Supplied data Start Marker

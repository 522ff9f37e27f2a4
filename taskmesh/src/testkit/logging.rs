use tracing_subscriber::EnvFilter;

/// Severity floor for the crate's logging macros. Every module declares a `LOG_LEVEL` constant; a
/// message is forwarded to [`tracing`] only if its own level is at or above that constant.
#[derive(Clone, Copy, Debug, PartialEq, Eq, PartialOrd, Ord)]
pub enum LogLevel {
  Trace,
  Debug,
  Info,
  Warn,
  Error,
  Off,
}
impl LogLevel {
  pub const MIN: LogLevel = LogLevel::Trace;

  pub fn enabled(self, floor: LogLevel) -> bool {
    floor != LogLevel::Off && self >= floor
  }
}

/// Installs a `fmt` subscriber filtered by `RUST_LOG`, falling back to `default_filter`. Calling
/// it twice is harmless; the second install is ignored.
pub fn init_logging(default_filter: &str) {
  let filter =
    EnvFilter::try_from_default_env().unwrap_or_else(|_| EnvFilter::new(default_filter));
  let _ = tracing_subscriber::fmt().with_env_filter(filter).with_target(true).try_init();
}

#[macro_export]
macro_rules! trace {
  ($level:expr, $($arg:tt)+) => {
    if $crate::testkit::LogLevel::Trace.enabled($level) {
      ::tracing::trace!($($arg)+);
    }
  };
}

#[macro_export]
macro_rules! debug {
  ($level:expr, $($arg:tt)+) => {
    if $crate::testkit::LogLevel::Debug.enabled($level) {
      ::tracing::debug!($($arg)+);
    }
  };
}

#[macro_export]
macro_rules! info {
  ($level:expr, $($arg:tt)+) => {
    if $crate::testkit::LogLevel::Info.enabled($level) {
      ::tracing::info!($($arg)+);
    }
  };
}

#[macro_export]
macro_rules! warn {
  ($level:expr, $($arg:tt)+) => {
    if $crate::testkit::LogLevel::Warn.enabled($level) {
      ::tracing::warn!($($arg)+);
    }
  };
}

#[macro_export]
macro_rules! error {
  ($level:expr, $($arg:tt)+) => {
    if $crate::testkit::LogLevel::Error.enabled($level) {
      ::tracing::error!($($arg)+);
    }
  };
}

#[test]
fn test_level_floor() {
  assert!(LogLevel::Warn.enabled(LogLevel::Info));
  assert!(LogLevel::Info.enabled(LogLevel::Info));
  assert!(!LogLevel::Debug.enabled(LogLevel::Info));
  assert!(!LogLevel::Error.enabled(LogLevel::Off));
  assert!(LogLevel::Trace.enabled(LogLevel::MIN));
}
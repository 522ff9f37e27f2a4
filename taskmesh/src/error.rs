use std::net::SocketAddr;
use std::path::PathBuf;
use thiserror::Error;

#[derive(Error, Debug)]
pub enum TaskmeshError {
  #[error("i/o error: {0}")]
  Io(#[from] std::io::Error),

  #[error("json codec error: {0}")]
  Codec(#[from] serde_json::Error),

  /// The worker-facing listener could not be bound. Fatal at startup.
  #[error("cannot bind worker listener on {addr}: {source}")]
  Bind {
    addr: SocketAddr,
    #[source]
    source: std::io::Error,
  },

  #[error("malformed envelope: {0}")]
  MalformedEnvelope(String),

  #[error("unknown message kind {0:?}")]
  UnknownMessageKind(String),

  #[error("replicated state rejected: {0}")]
  InvalidState(#[from] validator::ValidationErrors),

  #[error("no replicated state available")]
  MissingReplica,

  #[error("cannot read config {path}: {reason}")]
  Config { path: PathBuf, reason: String },

  #[error("{node} is not the active coordinator")]
  NotLeader { node: String },
}

pub type Result<T, E = TaskmeshError> = std::result::Result<T, E>;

Supplied data End Marker

[Your goal]
What is needed is every line from the beginning of the data up to and including the line with "above that constant.", given again word for word.

[Answer]
repository 522ff9f37e27f2a4
filename taskmesh/src/testkit/logging.rs
use tracing_subscriber::EnvFilter;

/// Severity floor for the crate's logging macros. Every module declares a `LOG_LEVEL` constant; a
/// message is forwarded to [`tracing`] only if its own level is at or above that constant.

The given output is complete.